The practical effect of the award referred to was to fuse third grade clerks with second grade clerks, and when making the award the Court stated:A clerk whose present salary is above the efficiency bar in the scales awarded (i.e., £230) shall not proceed beyond the existing maximum until the Department in which such clerk is serving has certified that he or she is competent to discharge the highest duties now performed by second and third grade clerks.The withholding of the certificate referred to did not mean that the clerk concerned was inefficient, but merely that, as stated by the Court, he or she was not competent to perform the highest duties performed by the grades in question. The terms of the certificate were modified last November by agreement with the Civil Service Clerical Association, and a further review of every case was ordered with the result that the number who have been refused their certificate amounts to only 8 per cent of the total in all Admiralty Departments. These numbers are subject to a further review in six months' time.

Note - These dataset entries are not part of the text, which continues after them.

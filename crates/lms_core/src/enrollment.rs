//! crates/lms_core/src/enrollment.rs
//!
//! The enrollment ledger: records which user has been granted access to
//! which course. Entries are created exactly once per successful payment
//! fulfillment and never deleted in normal operation.

use std::sync::Arc;

use chrono::{DateTime, Utc};
use uuid::Uuid;

use crate::domain::EnrollOutcome;
use crate::ports::{CourseCatalog, EnrollmentStore, PortError, PortResult};

/// Service over the enrollment relation. The store holds one canonical
/// record per (user, course) pair; "user's enrolled courses" and
/// "course's enrolled students" are two views of the same rows.
pub struct EnrollmentLedger {
    catalog: Arc<dyn CourseCatalog>,
    enrollments: Arc<dyn EnrollmentStore>,
}

impl EnrollmentLedger {
    pub fn new(catalog: Arc<dyn CourseCatalog>, enrollments: Arc<dyn EnrollmentStore>) -> Self {
        Self {
            catalog,
            enrollments,
        }
    }

    /// Grants the user access to the course.
    ///
    /// Idempotent: if the pair is already enrolled, returns
    /// `created: false` without modifying anything. Fails with `NotFound`
    /// if the course does not exist.
    pub async fn enroll(
        &self,
        user_id: Uuid,
        course_id: Uuid,
        now: DateTime<Utc>,
    ) -> PortResult<EnrollOutcome> {
        // Validate the course reference before touching the ledger.
        self.catalog
            .get_course(course_id)
            .await
            .map_err(|e| match e {
                PortError::NotFound(_) => {
                    PortError::NotFound(format!("Course {} not found", course_id))
                }
                other => other,
            })?;

        let created = self
            .enrollments
            .insert_if_absent(user_id, course_id, now)
            .await?;
        Ok(EnrollOutcome { created })
    }

    /// Pure lookup, no side effects.
    pub async fn is_enrolled(&self, user_id: Uuid, course_id: Uuid) -> PortResult<bool> {
        self.enrollments.exists(user_id, course_id).await
    }

    pub async fn enrolled_courses(&self, user_id: Uuid) -> PortResult<Vec<Uuid>> {
        self.enrollments.enrolled_courses(user_id).await
    }
}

Is the First Lord aware that in the case of the armament supply department mentioned in the question, 36 out of 68 of the clerical staff have been refused the application of the award, and that in the victualling department, 15 out of 22 have been refused, more than half in each case; and does he think that it can be substantiated that that very large proportion of these important staffs at this time are inefficient for the application of the award?
No, Sir, the later figures have now been reduced to 23 per cent., and it is hoped that when they are again reviewed they will be reduced still further. I would appeal that no suggestion should be made—it was certainly plain from the Court's statement that there was no such suggestion—that the clerks in this department are inefficient. Now that two grades have been combined certain clerks are not fully competent to fulfil higher duties.
I do not think that we have gathered together misfits. I am not aware of the exact position in the other Departments, but I think they have also had difficulties.
Is it not clear that the First Lord should give personal consideration to this matter and see that some measure of justice is meted out in the Admiralty, as in every other Department?